§ EXERCISE: Type again, exactly, the lines below from the start through the line that includes "pub(crate) fn format_mmss(secs: f64)".

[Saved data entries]
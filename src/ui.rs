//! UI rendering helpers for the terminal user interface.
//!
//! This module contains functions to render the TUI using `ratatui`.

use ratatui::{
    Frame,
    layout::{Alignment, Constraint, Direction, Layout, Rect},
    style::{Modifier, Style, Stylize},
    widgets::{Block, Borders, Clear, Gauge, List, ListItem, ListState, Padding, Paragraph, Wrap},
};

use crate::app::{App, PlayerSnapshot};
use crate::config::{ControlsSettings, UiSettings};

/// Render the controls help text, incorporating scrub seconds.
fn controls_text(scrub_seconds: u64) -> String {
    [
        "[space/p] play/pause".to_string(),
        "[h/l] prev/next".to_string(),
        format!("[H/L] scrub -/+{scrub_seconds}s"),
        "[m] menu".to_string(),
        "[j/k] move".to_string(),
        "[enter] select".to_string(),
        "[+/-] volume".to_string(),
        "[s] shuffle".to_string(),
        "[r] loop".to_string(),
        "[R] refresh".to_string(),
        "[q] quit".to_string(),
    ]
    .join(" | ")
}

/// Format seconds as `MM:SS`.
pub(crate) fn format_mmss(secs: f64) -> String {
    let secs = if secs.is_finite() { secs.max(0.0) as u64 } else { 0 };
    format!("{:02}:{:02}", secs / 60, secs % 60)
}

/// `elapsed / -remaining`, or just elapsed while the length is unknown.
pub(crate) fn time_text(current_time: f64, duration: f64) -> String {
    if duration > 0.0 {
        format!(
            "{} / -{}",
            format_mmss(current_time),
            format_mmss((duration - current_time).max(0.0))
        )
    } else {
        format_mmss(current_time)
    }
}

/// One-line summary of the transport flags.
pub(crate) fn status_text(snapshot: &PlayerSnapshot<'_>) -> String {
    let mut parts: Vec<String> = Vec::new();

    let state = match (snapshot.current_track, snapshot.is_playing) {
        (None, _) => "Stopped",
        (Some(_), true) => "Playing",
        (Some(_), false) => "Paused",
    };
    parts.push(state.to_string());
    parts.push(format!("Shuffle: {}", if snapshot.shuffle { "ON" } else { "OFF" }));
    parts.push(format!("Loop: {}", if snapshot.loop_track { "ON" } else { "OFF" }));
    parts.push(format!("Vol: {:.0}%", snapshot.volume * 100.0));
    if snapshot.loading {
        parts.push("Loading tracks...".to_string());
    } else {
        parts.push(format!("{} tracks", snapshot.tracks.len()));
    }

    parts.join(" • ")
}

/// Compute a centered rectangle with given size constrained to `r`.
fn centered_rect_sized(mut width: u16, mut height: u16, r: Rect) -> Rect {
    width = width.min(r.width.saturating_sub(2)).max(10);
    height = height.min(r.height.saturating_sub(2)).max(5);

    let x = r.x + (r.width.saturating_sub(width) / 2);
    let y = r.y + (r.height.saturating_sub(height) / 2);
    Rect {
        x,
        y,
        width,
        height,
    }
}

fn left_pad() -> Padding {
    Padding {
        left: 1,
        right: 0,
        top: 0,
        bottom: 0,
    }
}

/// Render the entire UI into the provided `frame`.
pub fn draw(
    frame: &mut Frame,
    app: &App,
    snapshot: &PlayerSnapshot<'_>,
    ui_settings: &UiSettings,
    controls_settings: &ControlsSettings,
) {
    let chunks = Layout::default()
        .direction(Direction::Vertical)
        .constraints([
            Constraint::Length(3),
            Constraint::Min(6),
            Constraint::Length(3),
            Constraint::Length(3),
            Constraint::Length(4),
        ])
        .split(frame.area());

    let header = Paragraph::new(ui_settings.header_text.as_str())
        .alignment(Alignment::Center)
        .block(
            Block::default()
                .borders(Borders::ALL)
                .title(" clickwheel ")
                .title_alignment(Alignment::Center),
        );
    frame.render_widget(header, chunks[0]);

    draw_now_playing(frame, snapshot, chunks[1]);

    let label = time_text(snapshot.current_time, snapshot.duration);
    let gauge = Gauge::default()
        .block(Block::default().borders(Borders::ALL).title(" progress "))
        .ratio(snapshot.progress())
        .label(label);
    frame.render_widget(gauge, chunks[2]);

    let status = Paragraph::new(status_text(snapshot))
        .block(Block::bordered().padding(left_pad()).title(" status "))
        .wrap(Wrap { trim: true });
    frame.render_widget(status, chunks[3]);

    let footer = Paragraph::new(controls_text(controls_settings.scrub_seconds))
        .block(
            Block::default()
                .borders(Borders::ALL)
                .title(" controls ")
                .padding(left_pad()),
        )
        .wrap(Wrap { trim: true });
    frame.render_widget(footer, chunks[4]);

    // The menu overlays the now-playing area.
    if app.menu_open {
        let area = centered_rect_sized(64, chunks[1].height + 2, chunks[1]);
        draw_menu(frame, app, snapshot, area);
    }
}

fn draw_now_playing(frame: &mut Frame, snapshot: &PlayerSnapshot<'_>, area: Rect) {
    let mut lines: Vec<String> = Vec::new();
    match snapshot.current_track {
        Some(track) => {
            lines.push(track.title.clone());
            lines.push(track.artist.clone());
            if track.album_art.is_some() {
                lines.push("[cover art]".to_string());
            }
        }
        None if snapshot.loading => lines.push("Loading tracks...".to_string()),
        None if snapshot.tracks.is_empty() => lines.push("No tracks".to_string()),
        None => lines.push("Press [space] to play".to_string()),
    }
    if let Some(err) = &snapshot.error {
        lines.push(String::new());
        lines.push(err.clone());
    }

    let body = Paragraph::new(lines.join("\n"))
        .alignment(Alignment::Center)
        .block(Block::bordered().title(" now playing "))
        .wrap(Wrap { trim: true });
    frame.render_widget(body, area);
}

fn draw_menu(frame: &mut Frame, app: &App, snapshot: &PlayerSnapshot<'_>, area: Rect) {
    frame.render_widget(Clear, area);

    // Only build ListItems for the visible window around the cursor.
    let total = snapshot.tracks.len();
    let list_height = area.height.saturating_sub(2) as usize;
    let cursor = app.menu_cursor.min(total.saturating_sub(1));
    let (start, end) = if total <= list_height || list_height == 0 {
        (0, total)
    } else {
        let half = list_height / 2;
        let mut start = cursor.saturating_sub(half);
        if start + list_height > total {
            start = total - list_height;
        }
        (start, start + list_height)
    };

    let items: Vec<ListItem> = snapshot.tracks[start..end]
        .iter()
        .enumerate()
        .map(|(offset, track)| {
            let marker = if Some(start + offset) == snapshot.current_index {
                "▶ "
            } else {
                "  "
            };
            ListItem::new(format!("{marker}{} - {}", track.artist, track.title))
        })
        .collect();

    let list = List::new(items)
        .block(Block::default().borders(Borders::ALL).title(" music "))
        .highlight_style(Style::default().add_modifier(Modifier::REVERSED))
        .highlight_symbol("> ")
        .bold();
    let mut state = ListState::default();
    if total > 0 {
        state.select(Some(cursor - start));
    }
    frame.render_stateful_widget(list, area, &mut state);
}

§ OUTPUT:
filename src/ui.rs
//! UI rendering helpers for the terminal user interface.
//!
//! This module contains functions to render the TUI using `ratatui`.

use ratatui::{
    Frame,
    layout::{Alignment, Constraint, Direction, Layout, Rect},
    style::{Modifier, Style, Stylize},
    widgets::{Block, Borders, Clear, Gauge, List, ListItem, ListState, Padding, Paragraph, Wrap},
};

use crate::app::{App, PlayerSnapshot};
use crate::config::{ControlsSettings, UiSettings};

/// Render the controls help text, incorporating scrub seconds.
fn controls_text(scrub_seconds: u64) -> String {
    [
        "[space/p] play/pause".to_string(),
        "[h/l] prev/next".to_string(),
        format!("[H/L] scrub -/+{scrub_seconds}s"),
        "[m] menu".to_string(),
        "[j/k] move".to_string(),
        "[enter] select".to_string(),
        "[+/-] volume".to_string(),
        "[s] shuffle".to_string(),
        "[r] loop".to_string(),
        "[R] refresh".to_string(),
        "[q] quit".to_string(),
    ]
    .join(" | ")
}

/// Format seconds as `MM:SS`.
pub(crate) fn format_mmss(secs: f64) -> String {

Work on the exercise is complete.